Work instructions: Give again only those lines from the start of the entries through the line holding "than inheriting it.", leaving them as they are.

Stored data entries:
┌──
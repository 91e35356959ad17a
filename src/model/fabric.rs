// This Source Code Form is subject to the terms of the Mozilla Public
// License, v. 2.0. If a copy of the MPL was not distributed with this
// file, You can obtain one at https://mozilla.org/MPL/2.0/.

use serde::{Deserialize, Serialize};

use crate::runtime::{Guid, Timestamp};

/// Identity and audit fields shared by every domain entity
///
/// Entities embed this as their `fabric` field rather than inheriting it.
#[derive(Debug, Clone, PartialEq, Default, Serialize, Deserialize)]
pub struct Fabric {
    /// Unique identifier for this entity
    pub id: Guid,
    /// Identifier of the entity's type
    pub type_id: Guid,
    pub creation_date: Timestamp,
    pub modification_date: Timestamp,
    /// Free-form user comment
    pub comment: String,
}

impl Fabric {
    /// Create fabric with a fresh id, stamped with the current time
    pub fn new() -> Self {
        let now = Timestamp::now();
        Self {
            id: Guid::new(),
            type_id: Guid::NIL,
            creation_date: now,
            modification_date: now,
            comment: String::new(),
        }
    }

    /// Create fabric with a fresh id and the given type id
    pub fn with_type(type_id: Guid) -> Self {
        Self {
            type_id,
            ..Self::new()
        }
    }

    /// Bump the modification date to the current time
    pub fn touch(&mut self) {
        self.modification_date = Timestamp::now();
    }
}
// This Source Code Form is subject to the terms of the Mozilla Public
// License, v. 2.0. If a copy of the MPL was not distributed with this
// file, You can obtain one at https://mozilla.org/MPL/2.0/.

use serde::{Deserialize, Serialize};
use url::Url;

use crate::model::asset::Picture;
use crate::model::contributor::Contribution;
use crate::model::episode::Episode;
use crate::model::fabric::Fabric;
use crate::model::publisher::Publisher;
use crate::model::season::Season;
use crate::model::tag::TagReference;
use crate::runtime::Timestamp;

/// A complete podcast series, the root aggregate of the schema
#[derive(Debug, Clone, PartialEq, Default, Serialize, Deserialize)]
pub struct Podcast {
    pub fabric: Fabric,
    pub title: String,
    pub subtitle: String,
    pub description: String,
    pub summary: String,
    pub language: String,
    /// Categories in display order
    pub categories: Vec<String>,
    pub publication_date: Timestamp,
    pub last_build_date: Timestamp,
    pub managing_editor: String,
    pub webmaster: String,
    pub copyright: String,
    /// Website link, kept as given
    pub link: String,
    pub publisher: Publisher,
    pub cover_art: Picture,
    pub tags: Vec<TagReference>,
    pub contributors: Vec<Contribution>,
    /// Seasons in publishing order
    pub seasons: Vec<Season>,
}

impl Podcast {
    pub fn new(title: impl Into<String>) -> Self {
        Self {
            fabric: Fabric::new(),
            title: title.into(),
            ..Default::default()
        }
    }

    /// The website link, if it parses
    pub fn parsed_link(&self) -> Option<Url> {
        Url::parse(&self.link).ok()
    }

    /// First season carrying the given number
    pub fn season(&self, season_number: u32) -> Option<&Season> {
        self.seasons.iter().find(|s| s.season_number == season_number)
    }

    /// Every episode of every season, season by season
    pub fn episodes(&self) -> impl Iterator<Item = &Episode> {
        self.seasons.iter().flat_map(|s| s.episodes.iter())
    }

    pub fn episode_count(&self) -> usize {
        self.seasons.iter().map(|s| s.episodes.len()).sum()
    }
}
└──
Expected answer:
repository 91e35356959ad17a
filename src/model/fabric.rs
// This Source Code Form is subject to the terms of the Mozilla Public
// License, v. 2.0. If a copy of the MPL was not distributed with this
// file, You can obtain one at https://mozilla.org/MPL/2.0/.

use serde::{Deserialize, Serialize};

use crate::runtime::{Guid, Timestamp};

/// Identity and audit fields shared by every domain entity
///
/// Entities embed this as their `fabric` field rather than inheriting it.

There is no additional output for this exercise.